In writing news, I am delighted to announce that my short poem, A Sacred Thing, has been published online by The Blue Nib. Here, I ruminate over the act of creation as an intrinsically sacred, empowering and divine process for creators. I am so grateful to have the opportunity to share this with you. You can read A Sacred Thing here.

I also have a book review to share!

As you may remember, I am filling my time spent in lockdown with fiction. Recently, I devoured No Small Shame, by Christine Bell. This novel chronicles the deeply moving story of a girl-turned-woman in a world shaken by WWI. Christine’s novel has stayed with me long after I turned the final page. While I have included my full review of this work below, reading such a poignant novelhas left me wondering: what have you read recently that has hung with you?

As always, I hope you and your loved ones are staying safe and well.


P.S. If you are interested in learning more about writing historical fiction, I have also included a link to my latest video with Christine.

“I believe that, as long as there is plenty, poverty is evil.” ― Robert F. Kennedy.

No Small Shame is an important reminder of how far we have come in Australia since the beginning of last century – and how much we need to protect. Mary, a girl with dreams and immense character, is the daughter of a poor, working class family who migrates from Scotland to Australia in hope for a better life. Tragedy already darkens Mary’s young life when she leaves the country of her birth. It more than darkens the life of ‘Maw’, Mary’s mother. Years of despair and loss have damaged her in ways that has left her angry, and without hope. Poverty has twisted her ability to love to a fear that she expresses almost like hate.

No Small Shame tells a big story, opening the door to the reality of the lives of poor women at the beginning of last century. Poverty is still an unhealed wound on human society – but at the beginning of last century, the shackles were almost impossible to remove, choking the human psyche until the very choice of humanity came under threat.
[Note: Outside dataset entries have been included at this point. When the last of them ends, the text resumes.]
//! Serde model of the typed introspection document.
//!
//! This mirrors the response shape of the standard `__schema` introspection
//! query. Deserialization only; consistency checks live in [`crate::schema`].

use serde::Deserialize;

use crate::error::SchemaError;
use crate::error::SchemaErrors;

/// The `__schema` object of an introspection response.
#[derive(Debug, Clone, Deserialize)]
#[serde(rename_all = "camelCase")]
pub struct IntrospectionSchema {
    pub query_type: RootTypeRef,
    pub mutation_type: Option<RootTypeRef>,
    pub subscription_type: Option<RootTypeRef>,
    pub types: Vec<FullType>,
}

#[derive(Debug, Clone, Deserialize)]
pub struct RootTypeRef {
    pub name: String,
}

#[derive(Debug, Clone, Copy, PartialEq, Eq, Deserialize)]
#[serde(rename_all = "SCREAMING_SNAKE_CASE")]
pub enum TypeKind {
    Scalar,
    Object,
    Interface,
    Union,
    Enum,
    InputObject,
    List,
    NonNull,
}

/// One entry of `__schema.types`.
#[derive(Debug, Clone, Deserialize)]
#[serde(rename_all = "camelCase")]
pub struct FullType {
    pub kind: TypeKind,
    pub name: String,
    #[serde(default)]
    pub fields: Option<Vec<Field>>,
    #[serde(default)]
    pub interfaces: Option<Vec<TypeRef>>,
    #[serde(default)]
    pub possible_types: Option<Vec<TypeRef>>,
    #[serde(default)]
    pub enum_values: Option<Vec<EnumValue>>,
    #[serde(default)]
    pub input_fields: Option<Vec<InputValue>>,
}

#[derive(Debug, Clone, Deserialize)]
#[serde(rename_all = "camelCase")]
pub struct Field {
    pub name: String,
    #[serde(default)]
    pub args: Vec<InputValue>,
    #[serde(rename = "type")]
    pub field_type: TypeRef,
}

#[derive(Debug, Clone, Deserialize)]
#[serde(rename_all = "camelCase")]
pub struct InputValue {
    pub name: String,
    #[serde(rename = "type")]
    pub value_type: TypeRef,
    #[serde(default)]
    pub default_value: Option<String>,
}

#[derive(Debug, Clone, Deserialize)]
pub struct EnumValue {
    pub name: String,
}

/// A possibly wrapped type reference: `NON_NULL` and `LIST` nest through
/// `ofType`, everything else is a named leaf.
#[derive(Debug, Clone, Deserialize)]
#[serde(rename_all = "camelCase")]
pub struct TypeRef {
    pub kind: TypeKind,
    #[serde(default)]
    pub name: Option<String>,
    #[serde(default)]
    pub of_type: Option<Box<TypeRef>>,
}

#[derive(Deserialize)]
struct SchemaEnvelope {
    #[serde(rename = "__schema")]
    schema: IntrospectionSchema,
}

#[derive(Deserialize)]
struct DataEnvelope {
    data: SchemaEnvelope,
}

/// Parse an introspection response, accepting either the raw `{"__schema":…}`
/// object or a full `{"data":{"__schema":…}}` response envelope.
pub fn parse(json: &str) -> Result<IntrospectionSchema, SchemaErrors> {
    match serde_json::from_str::<SchemaEnvelope>(json) {
        Ok(envelope) => Ok(envelope.schema),
        Err(first) => serde_json::from_str::<DataEnvelope>(json)
            .map(|envelope| envelope.data.schema)
            .map_err(|_| SchemaError::Deserialize(first.to_string()).into()),
    }
}

#[cfg(test)]
mod tests {
    use super::*;

    #[test]
    fn envelope_is_optional() {
        let raw = r#"{"__schema": {"queryType": {"name": "Query"}, "types": []}}"#;
        let enveloped = format!(r#"{{"data": {raw}}}"#);

        assert_eq!(parse(raw).unwrap().query_type.name, "Query");
        assert_eq!(parse(&enveloped).unwrap().query_type.name, "Query");
    }

    #[test]
    fn deserialize_error_is_reported() {
        let err = parse(r#"{"no_schema_here": true}"#).unwrap_err();
        assert!(matches!(err.errors[0], SchemaError::Deserialize(_)));
    }

    #[test]
    fn nested_type_ref() {
        let json = r#"{
            "kind": "NON_NULL",
            "ofType": {"kind": "LIST", "ofType": {"kind": "SCALAR", "name": "String"}}
        }"#;
        let type_ref: TypeRef = serde_json::from_str(json).unwrap();
        assert_eq!(type_ref.kind, TypeKind::NonNull);
        assert_eq!(
            type_ref.of_type.unwrap().of_type.unwrap().name.as_deref(),
            Some("String")
        );
    }
}
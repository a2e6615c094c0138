//! Shared fixtures for unit tests.

use crate::schema::Schema;

/// A small menagerie: two interfaces, three objects, a union, an enum and an
/// input object.
pub(crate) fn test_schema() -> Schema {
    let json = r#"{"__schema": {
        "queryType": {"name": "Query"},
        "mutationType": {"name": "Mutation"},
        "types": [
            {"kind": "OBJECT", "name": "Query", "fields": [
                {"name": "node", "args": [
                    {"name": "id", "type": {"kind": "NON_NULL", "ofType": {"kind": "SCALAR", "name": "ID"}}}
                ], "type": {"kind": "INTERFACE", "name": "Node"}},
                {"name": "pet", "type": {"kind": "INTERFACE", "name": "Pet"}},
                {"name": "dog", "type": {"kind": "NON_NULL", "ofType": {"kind": "OBJECT", "name": "Dog"}}},
                {"name": "pets", "type": {"kind": "NON_NULL", "ofType": {"kind": "LIST", "ofType": {"kind": "NON_NULL", "ofType": {"kind": "INTERFACE", "name": "Pet"}}}}},
                {"name": "search", "args": [
                    {"name": "text", "type": {"kind": "SCALAR", "name": "String"}},
                    {"name": "filter", "type": {"kind": "INPUT_OBJECT", "name": "Filter"}}
                ], "type": {"kind": "LIST", "ofType": {"kind": "NON_NULL", "ofType": {"kind": "UNION", "name": "SearchResult"}}}},
                {"name": "episode", "type": {"kind": "ENUM", "name": "Episode"}},
                {"name": "since", "type": {"kind": "SCALAR", "name": "Date"}}
            ]},
            {"kind": "OBJECT", "name": "Mutation", "fields": [
                {"name": "rename", "args": [
                    {"name": "id", "type": {"kind": "NON_NULL", "ofType": {"kind": "SCALAR", "name": "ID"}}},
                    {"name": "name", "type": {"kind": "NON_NULL", "ofType": {"kind": "SCALAR", "name": "String"}}}
                ], "type": {"kind": "INTERFACE", "name": "Pet"}}
            ]},
            {"kind": "INTERFACE", "name": "Node", "fields": [
                {"name": "id", "type": {"kind": "NON_NULL", "ofType": {"kind": "SCALAR", "name": "ID"}}}
            ]},
            {"kind": "INTERFACE", "name": "Pet", "interfaces": [{"kind": "INTERFACE", "name": "Node"}], "fields": [
                {"name": "id", "type": {"kind": "NON_NULL", "ofType": {"kind": "SCALAR", "name": "ID"}}},
                {"name": "name", "type": {"kind": "NON_NULL", "ofType": {"kind": "SCALAR", "name": "String"}}}
            ]},
            {"kind": "OBJECT", "name": "Dog",
             "interfaces": [{"kind": "INTERFACE", "name": "Pet"}, {"kind": "INTERFACE", "name": "Node"}],
             "fields": [
                {"name": "id", "type": {"kind": "NON_NULL", "ofType": {"kind": "SCALAR", "name": "ID"}}},
                {"name": "name", "type": {"kind": "NON_NULL", "ofType": {"kind": "SCALAR", "name": "String"}}},
                {"name": "barkVolume", "type": {"kind": "SCALAR", "name": "Int"}}
            ]},
            {"kind": "OBJECT", "name": "Cat",
             "interfaces": [{"kind": "INTERFACE", "name": "Pet"}, {"kind": "INTERFACE", "name": "Node"}],
             "fields": [
                {"name": "id", "type": {"kind": "NON_NULL", "ofType": {"kind": "SCALAR", "name": "ID"}}},
                {"name": "name", "type": {"kind": "NON_NULL", "ofType": {"kind": "SCALAR", "name": "String"}}},
                {"name": "meowVolume", "type": {"kind": "SCALAR", "name": "Int"}}
            ]},
            {"kind": "OBJECT", "name": "Robot",
             "interfaces": [{"kind": "INTERFACE", "name": "Node"}],
             "fields": [
                {"name": "id", "type": {"kind": "NON_NULL", "ofType": {"kind": "SCALAR", "name": "ID"}}},
                {"name": "model", "type": {"kind": "SCALAR", "name": "String"}}
            ]},
            {"kind": "UNION", "name": "SearchResult", "possibleTypes": [
                {"kind": "OBJECT", "name": "Dog"},
                {"kind": "OBJECT", "name": "Cat"},
                {"kind": "OBJECT", "name": "Robot"}
            ]},
            {"kind": "ENUM", "name": "Episode", "enumValues": [
                {"name": "NEWHOPE"}, {"name": "EMPIRE"}, {"name": "JEDI"}
            ]},
            {"kind": "INPUT_OBJECT", "name": "Filter", "inputFields": [
                {"name": "limit", "type": {"kind": "NON_NULL", "ofType": {"kind": "SCALAR", "name": "Int"}}},
                {"name": "tag", "type": {"kind": "SCALAR", "name": "String"}},
                {"name": "since", "type": {"kind": "SCALAR", "name": "Date"}}
            ]},
            {"kind": "SCALAR", "name": "Date"}
        ]
    }}"#;
    Schema::parse(json).expect("the test schema is valid")
}
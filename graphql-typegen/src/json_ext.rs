//! JSON value plumbing for response trees and argument literals.

use std::fmt;

use serde::Deserialize;
use serde::Serialize;
use serde_json_bytes::ByteString;
use serde_json_bytes::Value;

/// A JSON object keyed by response keys.
pub type Object = serde_json_bytes::Map<ByteString, Value>;

/// One step into a response value.
#[derive(Debug, Clone, PartialEq, Eq, Hash, Serialize, Deserialize)]
pub enum PathElement {
    /// An object key.
    Key(String),
    /// An index into an array.
    Index(usize),
}

impl fmt::Display for PathElement {
    fn fmt(&self, f: &mut fmt::Formatter<'_>) -> fmt::Result {
        match self {
            PathElement::Key(key) => write!(f, "{key}"),
            PathElement::Index(index) => write!(f, "{index}"),
        }
    }
}

/// A path into a response value, used to locate decode failures.
#[derive(Debug, Clone, PartialEq, Eq, Hash, Default, Serialize, Deserialize)]
pub struct Path(pub Vec<PathElement>);

impl Path {
    pub fn push(&mut self, element: PathElement) {
        self.0.push(element);
    }

    pub fn pop(&mut self) -> Option<PathElement> {
        self.0.pop()
    }

    pub fn last(&self) -> Option<&PathElement> {
        self.0.last()
    }

    pub fn is_empty(&self) -> bool {
        self.0.is_empty()
    }
}

impl fmt::Display for Path {
    fn fmt(&self, f: &mut fmt::Formatter<'_>) -> fmt::Result {
        if self.0.is_empty() {
            return write!(f, "<root>");
        }
        for (i, element) in self.0.iter().enumerate() {
            if i > 0 {
                write!(f, ".")?;
            }
            write!(f, "{element}")?;
        }
        Ok(())
    }
}

pub(crate) trait ValueExt {
    /// Spec: <https://spec.graphql.org/draft/#sec-Int.Input-Coercion>
    fn is_valid_int_input(&self) -> bool;

    /// Spec: <https://spec.graphql.org/draft/#sec-Float.Input-Coercion>
    fn is_valid_float_input(&self) -> bool;
}

impl ValueExt for Value {
    fn is_valid_int_input(&self) -> bool {
        // An Int input is valid if it fits in an i32
        self.as_i64()
            .map(|i| i32::try_from(i).is_ok())
            .or_else(|| self.as_u64().map(|i| i32::try_from(i).is_ok()))
            .unwrap_or(false)
    }

    fn is_valid_float_input(&self) -> bool {
        self.as_f64().is_some() || self.is_valid_int_input()
    }
}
Told through the point of view of Mary, we follow her from her childhood in Scotland, to migrating to Australia with her family. Mary is close to Liam, her childhood friend. A few years older than Mary, Liam is miserable about the direction of his life. Mary’s efforts to help him leads to the ‘no small shame’ moment of her life. The beginning of last century was a bleak time to become pregnant out of wedlock. With no other choice but to marry, Mary finds marriage to Liam a time of misery. Then Liam deserts Mary before the birth of their child. Believing Liam dead, Mary goes to Melbourne with her baby to start a new life. The closing days of World War I brings Mary fresh heartbreak – and no easy solutions. The final pages of No Small Shame is shattering, and haunting.

In all, No Small Shame is the story of Mary’s survival over-layered with the promise of triumph. It is a story crafted with great empathy – and immense believability. For me, it not only brilliantly opened the door to past, but made me prouder of my ‘poor’ ancestors. What George Eliot once wrote in Middlemarchalso describes a life such as Mary’s:

“But the effect of her being on those around her was incalculably diffusive: for the growing good of the world is partly dependent on unhistoric acts; and that things are not so ill with you and me as they might have been, is half owing to the number who lived faithfully a hidden life, and rest in unvisited tombs.